Nevertheless, I dislike
The way ants crawl
In and out of my shadow.

IV
When my dream was near the moon,
The white folds of its gown
Filled with yellow light.
The soles of its feet
Grew red.
Its hair filled
With certain blue crystallizations
From stars,
Not far off.

V
Not all the knives of the lamp-posts,
Nor the chisels of the long streets,
Nor the mallets of the domes
And high towers,
Can carve
What one star can carve,
Shining through the grape-leaves.

VI
Rationalists, wearing square hats,
Think, in square rooms,
Looking at the floor,
Looking at the ceiling.
They confine themselves
To right-angled triangles.
If they tried rhomboids,
Cones, waving lines, ellipses --
As, for example, the ellipse of the half-moon --
Rationalists would wear sombreros.




Not only does the star carving through the grape-leaves remind me of Scarry's palm tree epiphany, but also Stevens' creation of his own phenomenological experience (the strangeness of the wind and water in the first part, being taller than the tree because he can reach the sun or the shore with eye and ear, etc.) as the content of the poem often seems to distract readers and critics from what is really at stake aesthetically.
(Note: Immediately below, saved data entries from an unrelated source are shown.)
use crate::utils::error::{EtlError, Result};
use crate::utils::validation::validate_date_order;
use chrono::NaiveDate;
use serde::{Deserialize, Serialize};
use serde_json::{Map, Value};
use std::cmp::Ordering;
use std::fmt;

/// Free-text column the classifier reads.
pub const RESPONSE_FIELD: &str = "last_clinician_response";
/// Column the classifier writes.
pub const CLASSIFICATION_FIELD: &str = "classification";

/// One row of query output. Field order follows the upstream column order.
#[derive(Debug, Clone, Default, PartialEq, Serialize, Deserialize)]
pub struct Record {
    pub data: Map<String, Value>,
}

impl Record {
    pub fn new() -> Self {
        Self::default()
    }

    pub fn get(&self, field: &str) -> Option<&Value> {
        self.data.get(field)
    }

    pub fn insert(&mut self, field: impl Into<String>, value: Value) {
        self.data.insert(field.into(), value);
    }
}

impl From<Map<String, Value>> for Record {
    fn from(data: Map<String, Value>) -> Self {
        Self { data }
    }
}

/// Records sharing a schema. `columns` is the union of record fields in
/// first-seen order.
#[derive(Debug, Clone, Default, PartialEq)]
pub struct Dataset {
    columns: Vec<String>,
    records: Vec<Record>,
}

impl Dataset {
    pub fn from_records(records: Vec<Record>) -> Self {
        let mut columns: Vec<String> = Vec::new();
        for record in &records {
            for key in record.data.keys() {
                if !columns.iter().any(|c| c == key) {
                    columns.push(key.clone());
                }
            }
        }
        Self { columns, records }
    }

    pub fn columns(&self) -> &[String] {
        &self.columns
    }

    pub fn records(&self) -> &[Record] {
        &self.records
    }

    pub fn records_mut(&mut self) -> &mut [Record] {
        &mut self.records
    }

    pub fn len(&self) -> usize {
        self.records.len()
    }

    pub fn is_empty(&self) -> bool {
        self.records.is_empty()
    }

    pub fn has_column(&self, name: &str) -> bool {
        self.columns.iter().any(|c| c == name)
    }

    /// An empty dataset has no schema to check against, so it passes.
    pub fn require_column(&self, name: &str, context: &str) -> Result<()> {
        if self.is_empty() || self.has_column(name) {
            Ok(())
        } else {
            Err(EtlError::SchemaError {
                field: name.to_string(),
                context: context.to_string(),
            })
        }
    }

    /// Writes `name` on every record. A new column goes last; an existing
    /// one keeps its position.
    pub fn set_column<F>(&mut self, name: &str, mut value_for: F)
    where
        F: FnMut(&Record) -> Value,
    {
        for record in &mut self.records {
            let value = value_for(record);
            record.insert(name, value);
        }
        if !self.has_column(name) {
            self.columns.push(name.to_string());
        }
    }

    /// Header row followed by one row per record, in column order.
    pub fn to_rows(&self) -> Vec<Vec<Value>> {
        let mut rows = Vec::with_capacity(self.records.len() + 1);
        rows.push(
            self.columns
                .iter()
                .map(|c| Value::String(c.clone()))
                .collect(),
        );
        for record in &self.records {
            rows.push(
                self.columns
                    .iter()
                    .map(|c| to_cell(record.get(c)))
                    .collect(),
            );
        }
        rows
    }
}

/// Renders a field as a spreadsheet cell: nulls become blank, nested
/// values become compact JSON text.
pub fn to_cell(value: Option<&Value>) -> Value {
    match value {
        None | Some(Value::Null) => Value::String(String::new()),
        Some(v @ (Value::Array(_) | Value::Object(_))) => Value::String(v.to_string()),
        Some(v) => v.clone(),
    }
}

#[derive(Debug, Clone, Copy, PartialEq, Eq, Hash, PartialOrd, Ord, Serialize, Deserialize)]
pub enum Classification {
    #[serde(rename = "Not Interested")]
    NotInterested,
    #[serde(rename = "Interested")]
    Interested,
    #[serde(rename = "Very Interested")]
    VeryInterested,
}

impl Classification {
    pub const ALL: [Classification; 3] = [
        Classification::NotInterested,
        Classification::Interested,
        Classification::VeryInterested,
    ];

    pub fn as_str(self) -> &'static str {
        match self {
            Classification::NotInterested => "Not Interested",
            Classification::Interested => "Interested",
            Classification::VeryInterested => "Very Interested",
        }
    }

    pub fn index(self) -> usize {
        self as usize
    }

    pub fn from_label(label: &str) -> Option<Self> {
        Self::ALL.into_iter().find(|c| c.as_str() == label)
    }
}

impl fmt::Display for Classification {
    fn fmt(&self, f: &mut fmt::Formatter<'_>) -> fmt::Result {
        f.write_str(self.as_str())
    }
}

/// A named cross-tabulation request: one or two fields to group by.
#[derive(Debug, Clone, PartialEq, Eq)]
pub struct GroupingSpec {
    pub title: String,
    pub fields: Vec<String>,
}

impl GroupingSpec {
    pub fn single(title: &str, field: &str) -> Self {
        Self {
            title: title.to_string(),
            fields: vec![field.to_string()],
        }
    }

    pub fn pair(title: &str, first: &str, second: &str) -> Self {
        Self {
            title: title.to_string(),
            fields: vec![first.to_string(), second.to_string()],
        }
    }
}

/// A non-null grouping value. Orders booleans before numbers before text.
#[derive(Debug, Clone)]
pub enum GroupValue {
    Bool(bool),
    Number(serde_json::Number),
    Text(String),
}

impl GroupValue {
    /// `None` for null or missing values; those rows fall out of the pivot.
    pub fn from_value(value: Option<&Value>) -> Option<Self> {
        match value? {
            Value::Null => None,
            Value::Bool(b) => Some(GroupValue::Bool(*b)),
            Value::Number(n) => Some(GroupValue::Number(n.clone())),
            Value::String(s) => Some(GroupValue::Text(s.clone())),
            other => Some(GroupValue::Text(other.to_string())),
        }
    }

    pub fn to_value(&self) -> Value {
        match self {
            GroupValue::Bool(b) => Value::Bool(*b),
            GroupValue::Number(n) => Value::Number(n.clone()),
            GroupValue::Text(s) => Value::String(s.clone()),
        }
    }

    fn rank(&self) -> u8 {
        match self {
            GroupValue::Bool(_) => 0,
            GroupValue::Number(_) => 1,
            GroupValue::Text(_) => 2,
        }
    }
}

impl Ord for GroupValue {
    fn cmp(&self, other: &Self) -> Ordering {
        match (self, other) {
            (GroupValue::Bool(a), GroupValue::Bool(b)) => a.cmp(b),
            (GroupValue::Number(a), GroupValue::Number(b)) => compare_numbers(a, b),
            (GroupValue::Text(a), GroupValue::Text(b)) => a.cmp(b),
            _ => self.rank().cmp(&other.rank()),
        }
    }
}

// 兩邊都是整數時精確比較，超過 2^53 的 id 不能走 f64
fn compare_numbers(a: &serde_json::Number, b: &serde_json::Number) -> Ordering {
    match (a.as_i64(), b.as_i64(), a.as_u64(), b.as_u64()) {
        (Some(x), Some(y), _, _) => x.cmp(&y),
        (_, _, Some(x), Some(y)) => x.cmp(&y),
        // 負數 i64 對上超出 i64 的 u64
        (Some(_), None, _, Some(_)) => Ordering::Less,
        (None, Some(_), Some(_), _) => Ordering::Greater,
        _ => {
            let x = a.as_f64().unwrap_or(f64::NAN);
            let y = b.as_f64().unwrap_or(f64::NAN);
            x.total_cmp(&y)
        }
    }
}

impl PartialOrd for GroupValue {
    fn partial_cmp(&self, other: &Self) -> Option<Ordering> {
        Some(self.cmp(other))
    }
}

impl PartialEq for GroupValue {
    fn eq(&self, other: &Self) -> bool {
        self.cmp(other) == Ordering::Equal
    }
}

impl Eq for GroupValue {}

#[derive(Debug, Clone, PartialEq, Eq)]
pub struct CrossTabRow {
    pub key: Vec<GroupValue>,
    pub counts: [u64; 3],
}

impl CrossTabRow {
    pub fn count(&self, classification: Classification) -> u64 {
        self.counts[classification.index()]
    }

    pub fn total(&self) -> u64 {
        self.counts.iter().sum()
    }
}

/// Counts of each classification per group, one row per distinct key.
#[derive(Debug, Clone, PartialEq, Eq)]
pub struct CrossTab {
    pub title: String,
    pub key_fields: Vec<String>,
    pub rows: Vec<CrossTabRow>,
}

impl CrossTab {
    pub fn total(&self) -> u64 {
        self.rows.iter().map(CrossTabRow::total).sum()
    }

    pub fn column_count(&self) -> usize {
        self.key_fields.len() + Classification::ALL.len()
    }

    /// Header (key fields then classification labels) followed by the rows.
    pub fn to_rows(&self) -> Vec<Vec<Value>> {
        let header = self
            .key_fields
            .iter()
            .map(|f| Value::String(f.clone()))
            .chain(
                Classification::ALL
                    .iter()
                    .map(|c| Value::String(c.as_str().to_string())),
            )
            .collect();

        std::iter::once(header)
            .chain(self.rows.iter().map(|row| {
                row.key
                    .iter()
                    .map(GroupValue::to_value)
                    .chain(row.counts.iter().map(|n| Value::from(*n)))
                    .collect()
            }))
            .collect()
    }
}

/// Inclusive calendar window passed to the query as `start_date`/`end_date`.
#[derive(Debug, Clone, Copy, PartialEq, Eq)]
pub struct DateRange {
    pub start: NaiveDate,
    pub end: NaiveDate,
}

impl DateRange {
    pub fn new(start: NaiveDate, end: NaiveDate) -> Result<Self> {
        validate_date_order(start, end)?;
        Ok(Self { start, end })
    }

    /// `end` back to `end - lookback_days`.
    pub fn ending_on(end: NaiveDate, lookback_days: u32) -> Self {
        let start = end - chrono::Duration::days(i64::from(lookback_days));
        Self { start, end }
    }

    pub fn start_param(&self) -> String {
        self.start.format("%Y-%m-%d").to_string()
    }

    pub fn end_param(&self) -> String {
        self.end.format("%Y-%m-%d").to_string()
    }
}

impl fmt::Display for DateRange {
    fn fmt(&self, f: &mut fmt::Formatter<'_>) -> fmt::Result {
        write!(f, "{} to {}", self.start_param(), self.end_param())
    }
}

/// Everything a sink publishes for one run.
#[derive(Debug, Clone, PartialEq)]
pub struct Report {
    pub range: DateRange,
    pub dataset: Dataset,
    pub aggregations: Vec<CrossTab>,
}

#[derive(Debug, Clone, PartialEq, Eq)]
pub struct PublishSummary {
    pub destination: String,
    pub rows_written: usize,
    pub sheets_written: usize,
}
How is what Stevens put to paper controlling our perception? When we talk about the beauty of this poem, for instance, are we talking about his absurd system of rationale in the last part or the way he compares the movement of water over weeds to the movement of a pine tree in the wind and why? Are we really concerned with Stevens' system of cognition and theory? Or are we talking about our experience of reading those lines, separate from what one may assume to be Stevens philosophical, aesthetic position? Or is it some difficult combination of the two?